REQUIREMENT:
Across the data below, state how many lines hold "TryFrom", and reply with nothing but that number.

INPUT MATERIAL:
##############################

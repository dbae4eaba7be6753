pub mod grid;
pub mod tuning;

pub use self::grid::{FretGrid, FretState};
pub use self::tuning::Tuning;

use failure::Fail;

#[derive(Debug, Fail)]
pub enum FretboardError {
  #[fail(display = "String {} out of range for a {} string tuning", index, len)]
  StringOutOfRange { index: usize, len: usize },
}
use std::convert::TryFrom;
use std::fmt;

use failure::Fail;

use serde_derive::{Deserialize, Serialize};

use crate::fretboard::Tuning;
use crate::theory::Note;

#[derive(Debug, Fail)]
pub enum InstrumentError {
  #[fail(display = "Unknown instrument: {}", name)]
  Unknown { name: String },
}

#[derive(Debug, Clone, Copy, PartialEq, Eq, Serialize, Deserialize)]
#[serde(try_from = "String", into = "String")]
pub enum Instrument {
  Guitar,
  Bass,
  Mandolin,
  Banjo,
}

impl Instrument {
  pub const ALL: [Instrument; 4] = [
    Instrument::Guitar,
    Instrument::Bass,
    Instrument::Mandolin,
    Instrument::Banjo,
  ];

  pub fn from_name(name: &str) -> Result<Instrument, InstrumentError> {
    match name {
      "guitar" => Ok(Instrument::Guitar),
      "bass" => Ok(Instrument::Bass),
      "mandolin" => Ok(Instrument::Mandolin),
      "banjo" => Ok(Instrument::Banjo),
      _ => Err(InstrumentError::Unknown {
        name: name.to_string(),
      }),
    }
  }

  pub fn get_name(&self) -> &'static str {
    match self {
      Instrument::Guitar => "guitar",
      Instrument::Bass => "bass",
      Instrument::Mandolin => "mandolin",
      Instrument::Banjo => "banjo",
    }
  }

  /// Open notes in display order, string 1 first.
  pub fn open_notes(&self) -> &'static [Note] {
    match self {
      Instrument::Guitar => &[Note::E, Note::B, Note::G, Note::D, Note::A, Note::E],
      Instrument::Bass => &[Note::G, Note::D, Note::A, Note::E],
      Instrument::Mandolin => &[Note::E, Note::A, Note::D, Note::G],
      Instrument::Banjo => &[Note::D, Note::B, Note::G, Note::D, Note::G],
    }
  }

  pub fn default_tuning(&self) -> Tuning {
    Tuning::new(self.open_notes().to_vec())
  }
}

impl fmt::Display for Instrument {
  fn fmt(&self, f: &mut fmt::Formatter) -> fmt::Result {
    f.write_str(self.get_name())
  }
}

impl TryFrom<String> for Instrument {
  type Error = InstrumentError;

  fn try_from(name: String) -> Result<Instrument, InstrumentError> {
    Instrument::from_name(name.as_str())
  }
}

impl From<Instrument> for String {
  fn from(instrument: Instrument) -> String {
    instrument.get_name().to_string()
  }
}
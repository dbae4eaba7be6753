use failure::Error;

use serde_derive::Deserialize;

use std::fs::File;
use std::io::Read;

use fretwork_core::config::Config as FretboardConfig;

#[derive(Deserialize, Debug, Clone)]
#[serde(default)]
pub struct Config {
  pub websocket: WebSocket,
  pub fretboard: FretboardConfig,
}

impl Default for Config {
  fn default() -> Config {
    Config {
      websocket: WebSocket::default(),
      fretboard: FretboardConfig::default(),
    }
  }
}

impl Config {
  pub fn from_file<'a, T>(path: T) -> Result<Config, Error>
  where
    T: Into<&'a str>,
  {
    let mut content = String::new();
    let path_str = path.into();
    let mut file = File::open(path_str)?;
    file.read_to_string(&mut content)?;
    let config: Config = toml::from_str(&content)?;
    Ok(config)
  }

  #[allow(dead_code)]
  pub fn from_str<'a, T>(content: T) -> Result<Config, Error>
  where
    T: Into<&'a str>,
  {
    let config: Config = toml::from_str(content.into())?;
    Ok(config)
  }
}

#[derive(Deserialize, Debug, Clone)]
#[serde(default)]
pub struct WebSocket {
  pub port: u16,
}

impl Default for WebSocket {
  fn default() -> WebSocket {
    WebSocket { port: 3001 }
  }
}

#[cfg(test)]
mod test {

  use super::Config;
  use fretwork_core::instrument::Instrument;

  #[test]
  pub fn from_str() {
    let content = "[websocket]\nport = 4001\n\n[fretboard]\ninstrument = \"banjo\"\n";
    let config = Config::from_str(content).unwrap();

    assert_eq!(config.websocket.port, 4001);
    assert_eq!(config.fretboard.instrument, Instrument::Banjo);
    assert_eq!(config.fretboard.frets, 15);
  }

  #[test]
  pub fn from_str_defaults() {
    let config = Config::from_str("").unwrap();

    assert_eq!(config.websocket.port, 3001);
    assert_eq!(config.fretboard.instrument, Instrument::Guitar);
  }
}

##############################

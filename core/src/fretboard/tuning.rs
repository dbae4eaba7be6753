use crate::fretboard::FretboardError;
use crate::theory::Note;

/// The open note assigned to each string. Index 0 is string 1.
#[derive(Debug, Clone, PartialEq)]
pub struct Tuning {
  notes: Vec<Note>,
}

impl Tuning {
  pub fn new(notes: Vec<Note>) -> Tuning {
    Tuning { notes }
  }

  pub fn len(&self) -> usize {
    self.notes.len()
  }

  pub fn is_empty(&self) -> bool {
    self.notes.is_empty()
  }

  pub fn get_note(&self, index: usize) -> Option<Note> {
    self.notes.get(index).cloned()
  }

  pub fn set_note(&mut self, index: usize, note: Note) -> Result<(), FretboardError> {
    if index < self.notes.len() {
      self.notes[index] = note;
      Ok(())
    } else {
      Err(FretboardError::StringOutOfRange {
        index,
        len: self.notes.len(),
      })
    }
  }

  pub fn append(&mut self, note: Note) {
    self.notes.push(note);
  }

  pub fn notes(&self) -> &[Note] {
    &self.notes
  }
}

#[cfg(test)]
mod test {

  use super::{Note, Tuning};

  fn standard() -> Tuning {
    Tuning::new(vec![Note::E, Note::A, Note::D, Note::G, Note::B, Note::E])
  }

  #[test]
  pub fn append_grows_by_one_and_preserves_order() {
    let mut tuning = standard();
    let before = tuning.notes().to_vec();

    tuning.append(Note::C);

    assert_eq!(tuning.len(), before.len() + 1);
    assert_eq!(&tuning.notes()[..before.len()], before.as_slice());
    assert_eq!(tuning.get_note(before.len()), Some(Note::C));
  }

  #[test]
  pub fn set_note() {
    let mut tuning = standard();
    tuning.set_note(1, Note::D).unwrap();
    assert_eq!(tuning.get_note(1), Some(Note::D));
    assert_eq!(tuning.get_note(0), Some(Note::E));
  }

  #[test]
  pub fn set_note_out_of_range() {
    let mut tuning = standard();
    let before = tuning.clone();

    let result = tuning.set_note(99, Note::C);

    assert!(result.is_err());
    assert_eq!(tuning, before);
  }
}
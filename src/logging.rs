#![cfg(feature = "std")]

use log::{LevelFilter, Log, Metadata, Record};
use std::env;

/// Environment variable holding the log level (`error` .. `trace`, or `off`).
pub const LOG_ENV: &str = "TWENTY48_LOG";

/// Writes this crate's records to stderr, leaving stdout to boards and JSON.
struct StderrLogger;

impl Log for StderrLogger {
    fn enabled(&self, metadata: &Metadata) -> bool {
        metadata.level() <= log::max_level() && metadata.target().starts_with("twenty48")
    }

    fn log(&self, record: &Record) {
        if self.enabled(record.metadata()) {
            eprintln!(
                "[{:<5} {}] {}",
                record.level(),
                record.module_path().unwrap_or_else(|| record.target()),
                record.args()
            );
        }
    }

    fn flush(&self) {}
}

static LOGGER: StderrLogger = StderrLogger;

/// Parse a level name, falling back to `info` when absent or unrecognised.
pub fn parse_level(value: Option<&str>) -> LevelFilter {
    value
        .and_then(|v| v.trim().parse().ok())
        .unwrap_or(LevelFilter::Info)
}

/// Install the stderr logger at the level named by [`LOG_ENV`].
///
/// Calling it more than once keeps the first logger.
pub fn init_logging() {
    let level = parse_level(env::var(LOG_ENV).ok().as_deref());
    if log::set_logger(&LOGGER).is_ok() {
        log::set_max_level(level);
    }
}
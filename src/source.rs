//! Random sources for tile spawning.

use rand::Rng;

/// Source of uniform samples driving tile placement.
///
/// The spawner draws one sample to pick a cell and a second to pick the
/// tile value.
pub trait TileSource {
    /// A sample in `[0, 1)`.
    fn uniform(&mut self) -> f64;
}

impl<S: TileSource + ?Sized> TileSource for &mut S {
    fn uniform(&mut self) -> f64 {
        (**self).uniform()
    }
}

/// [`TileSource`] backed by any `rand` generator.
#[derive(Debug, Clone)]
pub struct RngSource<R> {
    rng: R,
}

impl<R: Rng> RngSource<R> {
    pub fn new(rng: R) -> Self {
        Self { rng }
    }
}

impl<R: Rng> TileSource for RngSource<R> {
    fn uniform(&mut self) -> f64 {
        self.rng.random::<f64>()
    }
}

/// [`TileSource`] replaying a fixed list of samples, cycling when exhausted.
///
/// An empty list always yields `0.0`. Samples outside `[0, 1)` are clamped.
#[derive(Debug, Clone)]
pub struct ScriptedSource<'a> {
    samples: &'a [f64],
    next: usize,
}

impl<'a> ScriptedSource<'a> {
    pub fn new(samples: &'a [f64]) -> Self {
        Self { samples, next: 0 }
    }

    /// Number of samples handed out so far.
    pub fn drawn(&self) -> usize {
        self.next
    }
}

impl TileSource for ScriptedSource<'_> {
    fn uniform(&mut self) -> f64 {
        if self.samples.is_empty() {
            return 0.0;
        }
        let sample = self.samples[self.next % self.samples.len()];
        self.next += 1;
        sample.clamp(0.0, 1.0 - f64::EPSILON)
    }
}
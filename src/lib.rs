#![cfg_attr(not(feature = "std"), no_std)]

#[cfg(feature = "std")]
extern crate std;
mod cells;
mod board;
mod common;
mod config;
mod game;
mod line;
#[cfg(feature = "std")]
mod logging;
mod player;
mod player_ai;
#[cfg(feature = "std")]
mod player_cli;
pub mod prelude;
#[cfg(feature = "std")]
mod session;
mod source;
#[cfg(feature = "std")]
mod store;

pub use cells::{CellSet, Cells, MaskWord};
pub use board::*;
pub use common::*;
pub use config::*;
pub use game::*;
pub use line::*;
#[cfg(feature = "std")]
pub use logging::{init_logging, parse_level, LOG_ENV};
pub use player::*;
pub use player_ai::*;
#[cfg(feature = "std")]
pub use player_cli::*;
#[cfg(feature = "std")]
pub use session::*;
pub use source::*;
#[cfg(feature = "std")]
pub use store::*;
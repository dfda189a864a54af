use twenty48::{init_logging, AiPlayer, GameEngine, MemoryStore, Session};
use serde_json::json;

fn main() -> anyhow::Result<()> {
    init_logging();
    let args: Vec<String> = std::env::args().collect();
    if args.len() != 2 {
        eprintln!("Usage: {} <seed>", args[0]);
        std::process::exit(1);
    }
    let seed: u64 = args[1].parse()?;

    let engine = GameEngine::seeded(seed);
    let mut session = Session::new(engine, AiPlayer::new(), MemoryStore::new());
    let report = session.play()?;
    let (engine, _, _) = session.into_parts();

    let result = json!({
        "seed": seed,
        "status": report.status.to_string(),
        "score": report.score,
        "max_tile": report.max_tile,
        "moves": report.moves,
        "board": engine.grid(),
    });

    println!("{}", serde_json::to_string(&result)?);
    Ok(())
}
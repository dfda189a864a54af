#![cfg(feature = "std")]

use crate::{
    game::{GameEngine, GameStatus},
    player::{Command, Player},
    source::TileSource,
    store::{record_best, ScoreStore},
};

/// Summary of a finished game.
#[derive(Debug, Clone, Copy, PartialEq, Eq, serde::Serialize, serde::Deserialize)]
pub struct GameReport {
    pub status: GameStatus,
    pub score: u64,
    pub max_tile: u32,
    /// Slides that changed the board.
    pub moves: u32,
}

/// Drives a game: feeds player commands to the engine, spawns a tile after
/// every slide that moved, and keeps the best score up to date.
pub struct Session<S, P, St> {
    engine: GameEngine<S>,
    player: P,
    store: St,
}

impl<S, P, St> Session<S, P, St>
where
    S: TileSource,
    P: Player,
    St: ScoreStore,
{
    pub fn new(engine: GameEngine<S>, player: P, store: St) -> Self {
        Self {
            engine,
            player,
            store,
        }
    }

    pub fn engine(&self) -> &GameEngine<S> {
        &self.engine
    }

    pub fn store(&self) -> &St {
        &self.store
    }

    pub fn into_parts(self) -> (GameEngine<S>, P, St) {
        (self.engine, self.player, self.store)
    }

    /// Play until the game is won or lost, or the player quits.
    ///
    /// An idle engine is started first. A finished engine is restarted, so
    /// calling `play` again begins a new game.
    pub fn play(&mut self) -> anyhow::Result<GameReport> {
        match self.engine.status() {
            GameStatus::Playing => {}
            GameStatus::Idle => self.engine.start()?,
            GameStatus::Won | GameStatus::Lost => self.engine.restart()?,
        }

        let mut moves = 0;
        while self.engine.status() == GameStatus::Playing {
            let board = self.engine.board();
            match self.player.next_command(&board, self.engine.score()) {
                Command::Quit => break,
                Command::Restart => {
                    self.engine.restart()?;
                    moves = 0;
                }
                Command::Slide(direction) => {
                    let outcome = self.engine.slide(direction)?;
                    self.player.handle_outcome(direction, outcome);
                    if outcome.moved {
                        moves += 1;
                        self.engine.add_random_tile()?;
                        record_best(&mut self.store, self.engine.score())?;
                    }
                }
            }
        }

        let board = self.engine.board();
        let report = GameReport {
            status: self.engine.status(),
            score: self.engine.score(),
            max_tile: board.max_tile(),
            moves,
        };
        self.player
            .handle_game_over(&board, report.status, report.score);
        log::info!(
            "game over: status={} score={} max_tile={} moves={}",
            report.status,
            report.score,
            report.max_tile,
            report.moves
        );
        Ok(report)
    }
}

##############################

TASK ANSWER:
2